(Entries supplied)

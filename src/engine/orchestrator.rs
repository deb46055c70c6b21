use std::fmt;

use log::{debug, info, warn};

use crate::config::{GameConfig, QuizSource};
use crate::engine::error::{InvalidTurnInput, MalformedDirective, ProviderError, TurnError};
use crate::engine::llm_client::LlmClient;
use crate::engine::prompt::{ActionShape, PromptBuilder};
use crate::engine::tags::{parse_directives, Directives, Transition};
use crate::engine::trigger::TriggerPolicy;
use crate::logutil::preview;
use crate::model::message::Speaker;
use crate::model::mode::{EndingKind, EventKind, Mode};
use crate::model::session::Session;

const MISSING_EVENT_TEXT: &str =
    "The examiner mumbles something inaudible. Answer anyway to continue.";

#[derive(Debug, Clone, Copy, PartialEq, Eq)]
pub enum ChoiceLetter {
    A,
    B,
    C,
}

impl fmt::Display for ChoiceLetter {
    fn fmt(&self, f: &mut fmt::Formatter<'_>) -> fmt::Result {
        let s = match self {
            ChoiceLetter::A => "A",
            ChoiceLetter::B => "B",
            ChoiceLetter::C => "C",
        };
        f.write_str(s)
    }
}

#[derive(Debug, Clone, PartialEq, Eq)]
pub enum PlayerInput {
    Action(String),
    Choice(ChoiceLetter),
    QuizAnswer(String),
    Rebuttal(String),
}

impl PlayerInput {
    fn kind(&self) -> &'static str {
        match self {
            PlayerInput::Action(_) => "free action",
            PlayerInput::Choice(_) => "lettered choice",
            PlayerInput::QuizAnswer(_) => "quiz answer",
            PlayerInput::Rebuttal(_) => "rebuttal",
        }
    }

    fn accepted_in(&self) -> Mode {
        match self {
            PlayerInput::Action(_) | PlayerInput::Choice(_) => Mode::Normal,
            PlayerInput::QuizAnswer(_) => Mode::Quiz,
            PlayerInput::Rebuttal(_) => Mode::Boss,
        }
    }

    /// Whether this input spends a story round.
    fn is_action(&self) -> bool {
        matches!(self, PlayerInput::Action(_) | PlayerInput::Choice(_))
    }

    /// What the transcript shows for this input.
    fn text(&self) -> String {
        match self {
            PlayerInput::Action(t) | PlayerInput::QuizAnswer(t) | PlayerInput::Rebuttal(t) => {
                t.trim().to_string()
            }
            PlayerInput::Choice(letter) => letter.to_string(),
        }
    }
}

#[derive(Debug, Clone, Copy, PartialEq, Eq)]
pub enum TurnTransition {
    Continued,
    EventStarted(EventKind),
    Resumed,
    GameOver(EndingKind),
}

#[derive(Debug, Clone, PartialEq, Eq)]
pub struct TurnOutcome {
    pub transition: TurnTransition,
    /// The cleaned reply as recorded in the transcript.
    pub narrative: String,
}

/// Encodes the game rules: one call per turn, tags in the reply drive the session.
pub struct TurnOrchestrator<C, P> {
    client: C,
    policy: P,
    temperature: f32,
    quiz_source: QuizSource,
    system_prompt: Option<String>,
}

impl<C: LlmClient> TurnOrchestrator<C, Box<dyn TriggerPolicy + Send>> {
    pub fn from_config(client: C, config: &GameConfig) -> Self {
        TurnOrchestrator::new(client, config.rules.trigger.build())
            .with_temperature(config.llm.temperature)
            .with_quiz_source(config.rules.quiz_source)
            .with_system_prompt(config.rules.system_prompt.clone())
    }
}

impl<C: LlmClient, P: TriggerPolicy> TurnOrchestrator<C, P> {
    pub fn new(client: C, policy: P) -> Self {
        Self {
            client,
            policy,
            temperature: 0.7,
            quiz_source: QuizSource::Inline,
            system_prompt: None,
        }
    }

    pub fn with_temperature(mut self, temperature: f32) -> Self {
        self.temperature = temperature;
        self
    }

    pub fn with_quiz_source(mut self, quiz_source: QuizSource) -> Self {
        self.quiz_source = quiz_source;
        self
    }

    pub fn with_system_prompt(mut self, system_prompt: Option<String>) -> Self {
        self.system_prompt = system_prompt.filter(|s| !s.trim().is_empty());
        self
    }

    pub fn client(&self) -> &C {
        &self.client
    }

    /// Sends the opening prompt and records the first narration.
    /// Not a round. A provider failure leaves the session untouched so
    /// the opening can be retried.
    pub fn open(&mut self, session: &mut Session) -> Result<TurnOutcome, TurnError> {
        if session.is_over() {
            return Err(InvalidTurnInput::GameOver.into());
        }
        if session.is_started() {
            return Err(InvalidTurnInput::AlreadyStarted.into());
        }

        let prompt = PromptBuilder::intro(session.field(), session.role());
        let reply = self.ask(session, 0, &prompt).map_err(|e| {
            warn!("opening failed: {}", e);
            TurnError::Provider(e)
        })?;

        Ok(self.apply(session, parse_directives(&reply), None, false))
    }

    /// Runs one player turn.
    ///
    /// Invalid input is rejected before anything happens. On a provider
    /// failure the player's entry and an error entry stay in the transcript
    /// and nothing else changes.
    pub fn take_turn(
        &mut self,
        session: &mut Session,
        input: PlayerInput,
    ) -> Result<TurnOutcome, TurnError> {
        validate(session, &input)?;

        let history_len = session.transcript().len();
        let mut planned = None;
        let directive = match &input {
            PlayerInput::Action(_) | PlayerInput::Choice(_) => {
                planned = self.policy.should_trigger(session.round_count());
                let shape = match planned {
                    None => ActionShape::Choices,
                    Some(EventKind::Quiz) if self.quiz_source == QuizSource::Separate => {
                        ActionShape::QuizFollows
                    }
                    Some(kind) => ActionShape::Event(kind),
                };
                let action = match &input {
                    PlayerInput::Choice(letter) => format!("I choose option {letter}."),
                    other => other.text(),
                };
                PromptBuilder::action(&action, shape)
            }
            PlayerInput::QuizAnswer(answer) => {
                PromptBuilder::quiz_answer(session.pending_event_text(), answer.trim())
            }
            PlayerInput::Rebuttal(rebuttal) => {
                PromptBuilder::rebuttal(session.pending_event_text(), rebuttal.trim())
            }
        };
        if let Some(kind) = planned {
            info!("round {} triggers a {}", session.round_count(), kind);
        }

        session.record(Speaker::Player, input.text());

        let reply = match self.ask(session, history_len, &directive) {
            Ok(reply) => reply,
            Err(e) => return Err(self.fail(session, e)),
        };
        let directives = parse_directives(&reply);

        let separate_quiz = planned == Some(EventKind::Quiz)
            && self.quiz_source == QuizSource::Separate
            && directives.transition.is_none();
        let quiz = if separate_quiz {
            match self.fetch_quiz_question(session) {
                Ok(question) => Some(question),
                Err(e) => return Err(self.fail(session, e)),
            }
        } else {
            None
        };

        Ok(self.apply(session, directives, quiz, input.is_action()))
    }

    fn ask(
        &self,
        session: &Session,
        history_len: usize,
        prompt: &str,
    ) -> Result<String, ProviderError> {
        debug!("directive: {}", preview(prompt));
        let system = self.system_instruction(session);
        let reply = self.client.ask(
            &system,
            &session.transcript()[..history_len],
            prompt,
            self.temperature,
        )?;
        debug!("reply: {}", preview(&reply));
        Ok(reply)
    }

    /// Second request with no history, used when quizzes are not inline.
    fn fetch_quiz_question(&self, session: &Session) -> Result<String, ProviderError> {
        let prompt = PromptBuilder::quiz_question(session.field(), session.role());
        let system = self.system_instruction(session);
        let reply = self.client.ask(&system, &[], &prompt, self.temperature)?;
        Ok(parse_directives(&reply).narrative)
    }

    fn system_instruction(&self, session: &Session) -> String {
        match &self.system_prompt {
            Some(custom) => custom.clone(),
            None => PromptBuilder::system_instruction(session.field(), session.role()),
        }
    }

    fn fail(&self, session: &mut Session, error: ProviderError) -> TurnError {
        warn!("turn rolled back: {}", error);
        session.record(
            Speaker::Narrator,
            format!("⚠ {error}. Nothing changed, try again."),
        );
        TurnError::Provider(error)
    }

    fn apply(
        &self,
        session: &mut Session,
        directives: Directives,
        separate_quiz: Option<String>,
        is_action: bool,
    ) -> TurnOutcome {
        let answering = session.mode() != Mode::Normal;
        let mut narrative = directives.narrative.clone();

        let transition = match directives.transition {
            Some(Transition::GameOver) => {
                let ending = directives.ending().unwrap_or_else(|e| {
                    warn!("{}, ending as {}", e, EndingKind::Failure.tag());
                    EndingKind::Failure
                });
                session.finish(ending);
                TurnTransition::GameOver(ending)
            }
            Some(Transition::Event(kind)) if !answering => {
                let text = match directives.event_text(kind) {
                    Ok(text) => text.to_string(),
                    Err(e) => {
                        warn!("{}", e);
                        MISSING_EVENT_TEXT.to_string()
                    }
                };
                session.begin_event(kind.mode(), text);
                TurnTransition::EventStarted(kind)
            }
            Some(Transition::Event(kind)) => {
                debug!("ignoring {} marker while grading", kind);
                narrative = directives.flattened();
                session.resume();
                TurnTransition::Resumed
            }
            None if answering => {
                session.resume();
                TurnTransition::Resumed
            }
            None => match separate_quiz {
                Some(question) if !question.is_empty() => {
                    session.begin_event(Mode::Quiz, question);
                    TurnTransition::EventStarted(EventKind::Quiz)
                }
                Some(_) => {
                    warn!("{}", MalformedDirective::MissingEventPayload(EventKind::Quiz));
                    session.begin_event(Mode::Quiz, MISSING_EVENT_TEXT.to_string());
                    TurnTransition::EventStarted(EventKind::Quiz)
                }
                None => TurnTransition::Continued,
            },
        };

        if is_action {
            session.advance_round();
        }

        if !narrative.is_empty() {
            session.record(Speaker::Narrator, narrative.clone());
        }
        if let TurnTransition::EventStarted(kind) = transition {
            let label = match kind {
                EventKind::Quiz => "📝 Pop quiz",
                EventKind::BossBattle => "⚔ Boss battle",
            };
            let line = format!("{label}: {}", session.pending_event_text());
            session.record(Speaker::Narrator, line);
        }

        info!(
            "round {} -> {:?} (mode {}, over {})",
            session.round_count(),
            transition,
            session.mode(),
            session.is_over()
        );

        TurnOutcome {
            transition,
            narrative,
        }
    }
}

fn validate(session: &Session, input: &PlayerInput) -> Result<(), InvalidTurnInput> {
    if session.is_over() {
        return Err(InvalidTurnInput::GameOver);
    }
    if input.accepted_in() != session.mode() {
        return Err(InvalidTurnInput::WrongMode {
            mode: session.mode(),
            input: input.kind(),
        });
    }
    if input.text().is_empty() {
        return Err(InvalidTurnInput::EmptyInput);
    }
    Ok(())
}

(End Entries supplied)

Your task >>
Quote the listing above from its first line to the line with "use crate::engine::llm_client::LlmClient;", inclusive, and add nothing.

Solution to the problem >>
filename src/engine/orchestrator.rs
repository deb46055c70c6b21
use std::fmt;

use log::{debug, info, warn};

use crate::config::{GameConfig, QuizSource};
use crate::engine::error::{InvalidTurnInput, MalformedDirective, ProviderError, TurnError};
use crate::engine::llm_client::LlmClient;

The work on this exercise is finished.